Dataset extract »

□ □ □

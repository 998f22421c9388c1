// This Source Code Form is subject to the terms of the Mozilla Public
// License, v. 2.0. If a copy of the MPL was not distributed with this
// file, You can obtain one at https://mozilla.org/MPL/2.0/.

use crate::connection::{
    post, BgpConnection, BgpConnector, BgpListener, ConnectionId,
    RouterEvent, SendStatus, TransportEvent,
};
use crate::error::Error;
use crate::log::connection_log;
use crate::messages::{AsPathWidth, Header, Message, MessageType};
use crate::IO_TIMEOUT;
use bgp_common::lock;
use rdb::PeerId;
use slog::{trace, warn, Logger};
use socket2::{Domain, Protocol, SockAddr, Socket, Type};
use std::collections::VecDeque;
use std::io::{ErrorKind, Read, Write};
use std::net::{Shutdown, SocketAddr, TcpListener, TcpStream};
use std::sync::atomic::{AtomicBool, Ordering};
use std::sync::mpsc::Sender;
use std::sync::{Arc, Condvar, Mutex};
use std::thread::spawn;
use std::time::Duration;

const UNIT_CONNECTION: &str = "connection_tcp";

/// Queued frames above which a connection reports itself busy.
pub const TX_HIGH_WATER: usize = 32;

/// How long an outbound connect may take.
pub const CONNECT_TIMEOUT: Duration = Duration::from_secs(5);

/// Map IPv4-mapped IPv6 addresses back to IPv4.
fn canonical(mut sa: SocketAddr) -> SocketAddr {
    if let SocketAddr::V6(v6) = sa {
        if let Some(v4) = v6.ip().to_ipv4_mapped() {
            sa.set_ip(v4.into());
        }
    }
    sa
}

#[derive(Default)]
struct TxState {
    frames: VecDeque<Vec<u8>>,
    busy: bool,
    notify_drained: bool,
    closed: bool,
}

#[derive(Default)]
struct TxQueue {
    state: Mutex<TxState>,
    cv: Condvar,
}

pub struct BgpConnectionTcp {
    id: ConnectionId,
    stream: TcpStream,
    tx: Arc<TxQueue>,
    reader_stop: Arc<AtomicBool>,
    log: Logger,
}

impl BgpConnectionTcp {
    fn with_stream(
        stream: TcpStream,
        events: Sender<RouterEvent<Self>>,
        log: Logger,
    ) -> Result<Self, Error> {
        let local = canonical(stream.local_addr()?);
        let peer = canonical(stream.peer_addr()?);
        let id = ConnectionId::new(local, peer);
        stream.set_nodelay(true)?;

        let tx = Arc::new(TxQueue::default());
        let reader_stop = Arc::new(AtomicBool::new(false));

        Self::spawn_reader(
            id,
            stream.try_clone()?,
            events.clone(),
            reader_stop.clone(),
            log.clone(),
        )?;
        Self::spawn_writer(id, stream.try_clone()?, events, tx.clone(), log.clone());

        Ok(Self {
            id,
            stream,
            tx,
            reader_stop,
            log,
        })
    }

    fn spawn_reader(
        id: ConnectionId,
        mut stream: TcpStream,
        events: Sender<RouterEvent<Self>>,
        stop: Arc<AtomicBool>,
        log: Logger,
    ) -> Result<(), Error> {
        stream.set_read_timeout(Some(IO_TIMEOUT))?;
        spawn(move || loop {
            let event = match Self::recv_frame(&mut stream, &stop) {
                Ok(Some(event)) => event,
                Ok(None) => break,
                Err(e) => {
                    trace!(log, "[{id}] read: {e}");
                    TransportEvent::Closed
                }
            };
            if stop.load(Ordering::Relaxed) {
                break;
            }
            let last = !matches!(event, TransportEvent::Frame { .. });
            if !post(&events, id, event) || last {
                break;
            }
        });
        Ok(())
    }

    /// Read exactly `buf.len()` bytes. Returns false if the reader was
    /// stopped first.
    fn read_full(
        stream: &mut TcpStream,
        buf: &mut [u8],
        stop: &AtomicBool,
    ) -> std::io::Result<bool> {
        let mut i = 0;
        while i < buf.len() {
            if stop.load(Ordering::Relaxed) {
                return Ok(false);
            }
            match stream.read(&mut buf[i..]) {
                Ok(0) => {
                    return Err(std::io::Error::new(
                        ErrorKind::UnexpectedEof,
                        "connection closed by peer",
                    ))
                }
                Ok(n) => i += n,
                // The read timeout set on the stream was hit. Go back around
                // and check whether we are shutting down.
                Err(e)
                    if e.kind() == ErrorKind::WouldBlock
                        || e.kind() == ErrorKind::TimedOut => {}
                Err(e) if e.kind() == ErrorKind::Interrupted => {}
                Err(e) => return Err(e),
            }
        }
        Ok(true)
    }

    fn recv_frame(
        stream: &mut TcpStream,
        stop: &AtomicBool,
    ) -> std::io::Result<Option<TransportEvent>> {
        let mut hbuf = [0u8; Header::WIRE_SIZE];
        if !Self::read_full(stream, &mut hbuf, stop)? {
            return Ok(None);
        }
        let header = match Header::from_wire(&hbuf) {
            Ok(h) => h,
            Err(e) => return Ok(Some(TransportEvent::Corrupt(e))),
        };
        let mut body = vec![0u8; usize::from(header.length) - Header::WIRE_SIZE];
        if !Self::read_full(stream, &mut body, stop)? {
            return Ok(None);
        }
        Ok(Some(TransportEvent::Frame {
            typ: header.typ,
            body,
        }))
    }

    fn spawn_writer(
        id: ConnectionId,
        mut stream: TcpStream,
        events: Sender<RouterEvent<Self>>,
        tx: Arc<TxQueue>,
        log: Logger,
    ) {
        spawn(move || loop {
            let frame = {
                let mut s = lock!(tx.state);
                loop {
                    if let Some(f) = s.frames.pop_front() {
                        break Some(f);
                    }
                    if s.closed {
                        break None;
                    }
                    if s.busy || s.notify_drained {
                        s.busy = false;
                        s.notify_drained = false;
                        post(&events, id, TransportEvent::Drained);
                        continue;
                    }
                    s = tx.cv.wait(s).expect("tx queue lock poisoned");
                }
            };
            let Some(frame) = frame else {
                break;
            };
            if let Err(e) = stream.write_all(&frame) {
                warn!(log, "[{id}] write: {e}");
                lock!(tx.state).closed = true;
                post(&events, id, TransportEvent::Closed);
                break;
            }
        });
    }

    pub fn connect(
        addr: SocketAddr,
        local: Option<SocketAddr>,
        timeout: Duration,
        events: Sender<RouterEvent<Self>>,
        log: Logger,
    ) -> Result<Self, Error> {
        let socket =
            Socket::new(Domain::for_address(addr), Type::STREAM, Some(Protocol::TCP))?;
        if let Some(local) = local {
            socket.set_reuse_address(true)?;
            socket.bind(&SockAddr::from(SocketAddr::new(local.ip(), 0)))?;
        }
        socket.connect_timeout(&SockAddr::from(addr), timeout)?;
        Self::with_stream(socket.into(), events, log)
    }
}

impl BgpConnection for BgpConnectionTcp {
    fn id(&self) -> ConnectionId {
        self.id
    }

    fn send(
        &mut self,
        msg: &Message,
        width: AsPathWidth,
    ) -> Result<SendStatus, Error> {
        let frame = msg.to_frame(width)?;
        let mut s = lock!(self.tx.state);
        if s.closed {
            return Err(Error::NotConnected);
        }
        connection_log!(self, trace, "send {}", msg.title();
            "message" => format!("{msg}")
        );
        s.frames.push_back(frame);
        self.tx.cv.notify_one();
        if s.frames.len() > TX_HIGH_WATER {
            s.busy = true;
        }
        Ok(if s.busy {
            SendStatus::Queued
        } else {
            SendStatus::Sent
        })
    }

    fn is_busy(&self) -> bool {
        lock!(self.tx.state).busy
    }

    fn flush_transmit_queue(&mut self) {
        let mut s = lock!(self.tx.state);
        let before = s.frames.len();
        s.frames.retain(|f| {
            f.get(Header::WIRE_SIZE - 1) == Some(&(MessageType::Notification as u8))
        });
        s.notify_drained = true;
        self.tx.cv.notify_one();
        connection_log!(self, debug, "flushed transmit queue";
            "dropped" => before - s.frames.len()
        );
    }

    fn stop_reader(&mut self) {
        self.reader_stop.store(true, Ordering::Relaxed);
    }

    fn disconnect(&mut self) {
        self.reader_stop.store(true, Ordering::Relaxed);
        {
            let mut s = lock!(self.tx.state);
            s.closed = true;
            s.frames.clear();
        }
        self.tx.cv.notify_one();
        if let Err(e) = self.stream.shutdown(Shutdown::Both) {
            trace!(self.log, "[{}] shutdown: {e}", self.id);
        }
        connection_log!(self, info, "disconnected");
    }
}

impl Drop for BgpConnectionTcp {
    fn drop(&mut self) {
        self.reader_stop.store(true, Ordering::Relaxed);
        lock!(self.tx.state).closed = true;
        self.tx.cv.notify_one();
    }
}

/// Outbound connections over TCP, one thread per attempt.
pub struct BgpConnectorTcp {
    pub timeout: Duration,
    pub log: Logger,
}

impl BgpConnectorTcp {
    pub fn new(log: Logger) -> Self {
        Self {
            timeout: CONNECT_TIMEOUT,
            log,
        }
    }
}

impl BgpConnector<BgpConnectionTcp> for BgpConnectorTcp {
    fn connect(
        &self,
        peer: PeerId,
        addr: SocketAddr,
        local: Option<SocketAddr>,
        events: Sender<RouterEvent<BgpConnectionTcp>>,
    ) {
        let timeout = self.timeout;
        let log = self.log.clone();
        spawn(move || {
            let event = match BgpConnectionTcp::connect(
                addr,
                local,
                timeout,
                events.clone(),
                log.clone(),
            ) {
                Ok(cnx) => RouterEvent::Connected { peer, cnx },
                Err(e) => RouterEvent::ConnectFailed {
                    peer,
                    reason: e.to_string(),
                },
            };
            if events.send(event).is_err() {
                warn!(log, "connect to {addr}: router gone");
            }
        });
    }
}

pub struct BgpListenerTcp {
    addr: SocketAddr,
    listener: TcpListener,
    log: Logger,
}

impl BgpListenerTcp {
    pub fn bind(addr: SocketAddr, log: Logger) -> Result<Self, Error> {
        let socket =
            Socket::new(Domain::for_address(addr), Type::STREAM, Some(Protocol::TCP))?;
        socket.set_reuse_address(true)?;
        if addr.is_ipv6() {
            socket.set_only_v6(false)?;
        }
        socket.bind(&SockAddr::from(addr))?;
        socket.listen(128)?;
        let listener: TcpListener = socket.into();
        listener.set_nonblocking(true)?;
        let addr = listener.local_addr()?;
        Ok(Self {
            addr,
            listener,
            log,
        })
    }
}

impl BgpListener<BgpConnectionTcp> for BgpListenerTcp {
    fn accept(
        &self,
        events: Sender<RouterEvent<BgpConnectionTcp>>,
    ) -> Result<Option<BgpConnectionTcp>, Error> {
        match self.listener.accept() {
            Ok((stream, _)) => {
                stream.set_nonblocking(false)?;
                Ok(Some(BgpConnectionTcp::with_stream(
                    stream,
                    events,
                    self.log.clone(),
                )?))
            }
            Err(e) if e.kind() == ErrorKind::WouldBlock => {
                std::thread::sleep(IO_TIMEOUT);
                Ok(None)
            }
            Err(e) => Err(e.into()),
        }
    }

    fn local(&self) -> SocketAddr {
        self.addr
    }
}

□ □ □

Work order » Set down, exactly as written, each line of the data from its opening line through the one containing "use std::collections::VecDeque;". Output nothing more.

Exercise result »
repository 998f22421c9388c1
// This Source Code Form is subject to the terms of the Mozilla Public
// License, v. 2.0. If a copy of the MPL was not distributed with this
// file, You can obtain one at https://mozilla.org/MPL/2.0/.

use crate::connection::{
    post, BgpConnection, BgpConnector, BgpListener, ConnectionId,
    RouterEvent, SendStatus, TransportEvent,
};
use crate::error::Error;
use crate::log::connection_log;
use crate::messages::{AsPathWidth, Header, Message, MessageType};
use crate::IO_TIMEOUT;
use bgp_common::lock;
use rdb::PeerId;
use slog::{trace, warn, Logger};
use socket2::{Domain, Protocol, SockAddr, Socket, Type};
use std::collections::VecDeque;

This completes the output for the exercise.